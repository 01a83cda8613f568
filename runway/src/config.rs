//! Configuration.
//!
//! A TOML file provides the base, `RUNWAY_*` environment variables override
//! it, and an optional dotenv file is loaded before the environment is read.

use std::fs;
use std::path::{Path, PathBuf};
use std::time::Duration;

use serde::{Deserialize, Serialize};
use thiserror::Error;

use crate::error::ProvisionError;
use crate::identity::sts::{MAX_SESSION_SECS, MIN_SESSION_SECS, STS_AUDIENCE};
use crate::request::{ComputeTier, RunnerCount};
use crate::runtime::key_lock::{DEFAULT_POLL_INTERVAL, KeyLockDir, default_lock_dir};

const DEFAULT_CONFIG_LOCATIONS: [&str; 2] = ["runway.toml", "config/runway.toml"];

/// Environment variable naming an explicit config file.
pub const CONFIG_PATH_ENV: &str = "RUNWAY_CONFIG";

/// Default variable the results location is read from.
pub const DEFAULT_RESULTS_LOCATION_ENV: &str = "RUNWAY_RESULTS_LOCATION";

/// Top-level configuration.
#[derive(Clone, Debug, Default, Serialize, Deserialize)]
#[serde(default, deny_unknown_fields)]
pub struct RunwayConfig {
    /// Repository token issuance.
    pub github: GithubConfig,
    /// Role assumption.
    pub cloud: CloudConfig,
    /// Container registry login.
    pub registry: RegistryConfig,
    /// Provisioning backend invocation.
    pub dispatch: DispatchConfig,
    /// Consumer job started once a runner is confirmed. Without it the run
    /// ends at confirmation.
    pub consumer: Option<ConsumerConfig>,
    /// Defaults for triggers that do not set count or tier.
    pub runner: RunnerDefaults,
    /// Coordination of runs sharing a RunKey across processes.
    pub single_flight: SingleFlightConfig,
}

/// GitHub App or pre-shared token settings.
#[derive(Clone, Debug, Serialize, Deserialize)]
#[serde(default, deny_unknown_fields)]
pub struct GithubConfig {
    /// REST API base URL.
    pub api_url: String,
    /// App identifier, the JWT issuer.
    pub app_id: Option<String>,
    /// Installation to mint tokens for. Looked up from the repository when
    /// absent.
    pub installation_id: Option<u64>,
    /// PEM file holding the app's private key.
    pub private_key_path: Option<PathBuf>,
    /// Environment variable holding the PEM instead of a file.
    pub private_key_env: Option<String>,
    /// Environment variable holding a pre-shared API token. Used only when
    /// no app is configured.
    pub token_env: Option<String>,
}

impl Default for GithubConfig {
    fn default() -> Self {
        Self {
            api_url: "https://api.github.com".to_string(),
            app_id: None,
            installation_id: None,
            private_key_path: None,
            private_key_env: None,
            token_env: None,
        }
    }
}

impl GithubConfig {
    /// True when app identity material is configured.
    pub fn uses_app(&self) -> bool {
        self.app_id.is_some()
            && (self.private_key_path.is_some() || self.private_key_env.is_some())
    }

    /// The app id as the API expects it.
    pub fn numeric_app_id(&self) -> Option<u64> {
        self.app_id.as_deref()?.trim().parse().ok()
    }
}

/// Role assumption settings.
#[derive(Clone, Debug, Serialize, Deserialize)]
#[serde(default, deny_unknown_fields)]
pub struct CloudConfig {
    pub region: Option<String>,
    pub role_arn: Option<String>,
    /// Requested session lifetime, clamped to 900..=43200 seconds.
    pub session_duration_secs: u32,
    pub web_identity: WebIdentityConfig,
    /// Override for the STS endpoint.
    pub sts_endpoint: Option<String>,
}

impl Default for CloudConfig {
    fn default() -> Self {
        Self {
            region: None,
            role_arn: None,
            session_duration_secs: 3600,
            web_identity: WebIdentityConfig::default(),
            sts_endpoint: None,
        }
    }
}

impl CloudConfig {
    pub fn effective_session_duration(&self) -> u32 {
        self.session_duration_secs
            .clamp(MIN_SESSION_SECS, MAX_SESSION_SECS)
    }
}

/// Where the web identity token comes from.
#[derive(Clone, Debug, PartialEq, Eq, Serialize, Deserialize)]
#[serde(tag = "source", rename_all = "snake_case")]
pub enum WebIdentityConfig {
    /// Projected token file.
    File { path: PathBuf },
    /// Environment variable holding the token.
    Env { variable: String },
    /// CI OIDC endpoint, located through `ACTIONS_ID_TOKEN_REQUEST_URL` and
    /// `ACTIONS_ID_TOKEN_REQUEST_TOKEN`.
    ActionsOidc {
        #[serde(default = "default_audience")]
        audience: String,
    },
}

impl Default for WebIdentityConfig {
    fn default() -> Self {
        WebIdentityConfig::ActionsOidc {
            audience: default_audience(),
        }
    }
}

fn default_audience() -> String {
    STS_AUDIENCE.to_string()
}

#[derive(Clone, Debug, Default, Serialize, Deserialize)]
#[serde(default, deny_unknown_fields)]
pub struct RegistryConfig {
    /// Registries to log in to. The account's default registry when empty.
    pub registry_ids: Vec<String>,
    pub endpoint: Option<String>,
}

#[derive(Clone, Debug, Serialize, Deserialize)]
#[serde(default, deny_unknown_fields)]
pub struct DispatchConfig {
    /// Name or ARN of the provisioning function.
    pub function_name: Option<String>,
    pub endpoint: Option<String>,
    /// Bounded wait for one invocation.
    pub timeout_secs: u64,
}

impl Default for DispatchConfig {
    fn default() -> Self {
        Self {
            function_name: None,
            endpoint: None,
            timeout_secs: 900,
        }
    }
}

impl DispatchConfig {
    pub fn timeout(&self) -> Duration {
        Duration::from_secs(self.timeout_secs)
    }
}

#[derive(Clone, Debug, Serialize, Deserialize)]
#[serde(deny_unknown_fields)]
pub struct ConsumerConfig {
    /// Program to run once the runner is confirmed.
    pub program: String,
    #[serde(default)]
    pub args: Vec<String>,
    /// Benchmarks can run for most of a day.
    #[serde(default = "default_consumer_timeout")]
    pub timeout_secs: u64,
    /// Variable the opaque results location is read from.
    #[serde(default = "default_results_location_env")]
    pub results_location_env: String,
}

impl ConsumerConfig {
    pub fn new(program: impl Into<String>) -> Self {
        Self {
            program: program.into(),
            args: Vec::new(),
            timeout_secs: default_consumer_timeout(),
            results_location_env: default_results_location_env(),
        }
    }

    pub fn timeout(&self) -> Duration {
        Duration::from_secs(self.timeout_secs)
    }
}

fn default_consumer_timeout() -> u64 {
    86_400
}

fn default_results_location_env() -> String {
    DEFAULT_RESULTS_LOCATION_ENV.to_string()
}

#[derive(Clone, Debug, Serialize, Deserialize)]
#[serde(default, deny_unknown_fields)]
pub struct RunnerDefaults {
    pub count: i64,
    pub compute: ComputeTier,
}

impl Default for RunnerDefaults {
    fn default() -> Self {
        Self {
            count: 1,
            compute: ComputeTier::S,
        }
    }
}
use std::io::Read;
use std::path::{Path, PathBuf};
use std::process::ExitCode;
use std::sync::Arc;

use anyhow::{Context, Result};
use clap::{Args, Parser, Subcommand};
use runway::{
    ComputeTier, ConfigLoader, InProcEventBus, ProvisionError, ProvisionResponse, RunReport,
    RunTrigger, RunwayConfig, bootstrap, validate_response,
};
use serde_json::json;
use tokio::sync::broadcast;
use tracing_subscriber::{layer::SubscriberExt, util::SubscriberInitExt};

#[derive(Parser)]
#[command(name = "runway", version, about = "Just-in-time CI runner provisioning")]
struct Cli {
    #[command(subcommand)]
    command: Command,
}

#[derive(Subcommand)]
enum Command {
    /// Provision runners for a workflow run and start the consumer job
    Provision(ProvisionArgs),
    /// Validate a raw provisioning response (file path, or - for stdin)
    CheckResponse {
        path: Option<PathBuf>,
    },
    /// Configuration helpers
    Config {
        #[command(subcommand)]
        action: ConfigAction,
    },
}

#[derive(Subcommand)]
enum ConfigAction {
    /// Load and validate configuration without contacting any backend
    Check(ConfigArgs),
}

#[derive(Args)]
struct ProvisionArgs {
    /// Repository the runners attach to, as owner/name
    #[arg(long)]
    repository: String,
    /// Workflow name, half of the run key
    #[arg(long)]
    workflow: String,
    /// Git ref, the other half of the run key
    #[arg(long = "ref")]
    git_ref: String,
    /// Number of runners; defaults to runner.count
    #[arg(long)]
    runner_count: Option<i64>,
    /// Compute tier (XS, S, M, L, XL); defaults to runner.compute
    #[arg(long)]
    compute_type: Option<ComputeTier>,
    /// Stop once the runner is confirmed
    #[arg(long)]
    skip_consumer: bool,
    #[command(flatten)]
    config: ConfigArgs,
}

#[derive(Args)]
struct ConfigArgs {
    /// Config file; defaults to RUNWAY_CONFIG, then runway.toml
    #[arg(long)]
    config: Option<PathBuf>,
    /// Dotenv file loaded before reading the environment
    #[arg(long)]
    env_file: Option<PathBuf>,
}

#[tokio::main]
async fn main() -> ExitCode {
    // stdout carries the run report, logs go to stderr
    tracing_subscriber::registry()
        .with(
            tracing_subscriber::EnvFilter::try_from_default_env()
                .unwrap_or_else(|_| "info".into()),
        )
        .with(tracing_subscriber::fmt::layer().with_writer(std::io::stderr))
        .init();

    let cli = Cli::parse();

    match execute(cli.command).await {
        Ok(()) => ExitCode::SUCCESS,
        Err(err) => {
            eprintln!("runway: {err:#}");
            let code = err
                .downcast_ref::<ProvisionError>()
                .map_or(1, ProvisionError::exit_code);
            ExitCode::from(u8::try_from(code).unwrap_or(1))
        }
    }
}

async fn execute(command: Command) -> Result<()> {
    match command {
        Command::Provision(args) => provision(args).await,
        Command::CheckResponse { path } => check_response(path.as_deref()),
        Command::Config {
            action: ConfigAction::Check(args),
        } => config_check(&args),
    }
}

async fn provision(args: ProvisionArgs) -> Result<()> {
    let config = load_config(&args.config)?;

    let sdk_config = bootstrap::shared_sdk_config(&config).await?;

    let bus = Arc::new(InProcEventBus::default());
    let event_log = tokio::spawn(log_events(bus.subscribe_runs()));

    let orchestrator =
        bootstrap::orchestrator_builder(&config, !args.skip_consumer, &sdk_config, |name| {
            std::env::var(name).ok()
        })?
        .with_events(bus.clone())
        .build()
        .map_err(|err| ProvisionError::Config(err.to_string()))?;

    let trigger = RunTrigger::new(args.repository, args.workflow, args.git_ref)
        .with_runner_count(args.runner_count.unwrap_or(config.runner.count))
        .with_compute_tier(args.compute_type.unwrap_or(config.runner.compute));

    let outcome = orchestrator.run(&trigger).await;
    event_log.abort();

    let report = outcome?;
    print_report(&report)?;
    Ok(())
}

async fn log_events(mut events: broadcast::Receiver<runway::RunEvent>) {
    loop {
        match events.recv().await {
            Ok(event) => match serde_json::to_string(&event.payload) {
                Ok(payload) => tracing::debug!(run_key = %event.meta.run_key, %payload, "run event"),
                Err(err) => tracing::warn!("failed to encode run event: {err}"),
            },
            Err(broadcast::error::RecvError::Lagged(skipped)) => {
                tracing::debug!(skipped, "run event log lagged");
            }
            Err(broadcast::error::RecvError::Closed) => break,
        }
    }
}

fn print_report(report: &RunReport) -> Result<()> {
    let summary = json!({
        "run_id": report.run_id,
        "run_key": report.run_key.to_string(),
        "states": report.states,
        "status_code": report.confirmation.status_code,
        "consumer_exit_code": report.consumer.as_ref().and_then(|outcome| outcome.exit_code),
    });
    println!("{}", serde_json::to_string_pretty(&summary)?);
    Ok(())
}

fn check_response(path: Option<&Path>) -> Result<()> {
    let raw = match path {
        Some(path) if path != Path::new("-") => std::fs::read(path)
            .with_context(|| format!("failed to read {}", path.display()))?,
        _ => {
            let mut buf = Vec::new();
            std::io::stdin()
                .read_to_end(&mut buf)
                .context("failed to read response from stdin")?;
            buf
        }
    };

    let response = ProvisionResponse::from_slice(&raw);
    let confirmation = validate_response(&response)?;
    println!("runner confirmed (statusCode {})", confirmation.status_code);
    Ok(())
}

fn config_check(args: &ConfigArgs) -> Result<()> {
    let config = load_config(args)?;
    let identity = if config.github.uses_app() {
        "github app"
    } else {
        "pre-shared token"
    };
    println!(
        "configuration ok: identity={identity} region={} function={} consumer={}",
        config.cloud.region.as_deref().unwrap_or_default(),
        config.dispatch.function_name.as_deref().unwrap_or_default(),
        config
            .consumer
            .as_ref()
            .map_or("none", |consumer| consumer.program.as_str()),
    );
    Ok(())
}

fn load_config(args: &ConfigArgs) -> Result<RunwayConfig> {
    let mut loader = ConfigLoader::new();
    if let Some(path) = &args.config {
        loader = loader.with_config_path(path);
    }
    if let Some(path) = &args.env_file {
        loader = loader.with_env_file(path);
    }
    let config = loader.load().map_err(ProvisionError::from)?;
    config.validate()?;
    Ok(config)
}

Task details> Starting at the first line of the records above, please copy every line exactly through the line containing "use std::time::Duration;", and stop there.

Task solution>
repository 01a83cda8613f568
filename runway/src/config.rs
//! Configuration.
//!
//! A TOML file provides the base, `RUNWAY_*` environment variables override
//! it, and an optional dotenv file is loaded before the environment is read.

use std::fs;
use std::path::{Path, PathBuf};
use std::time::Duration;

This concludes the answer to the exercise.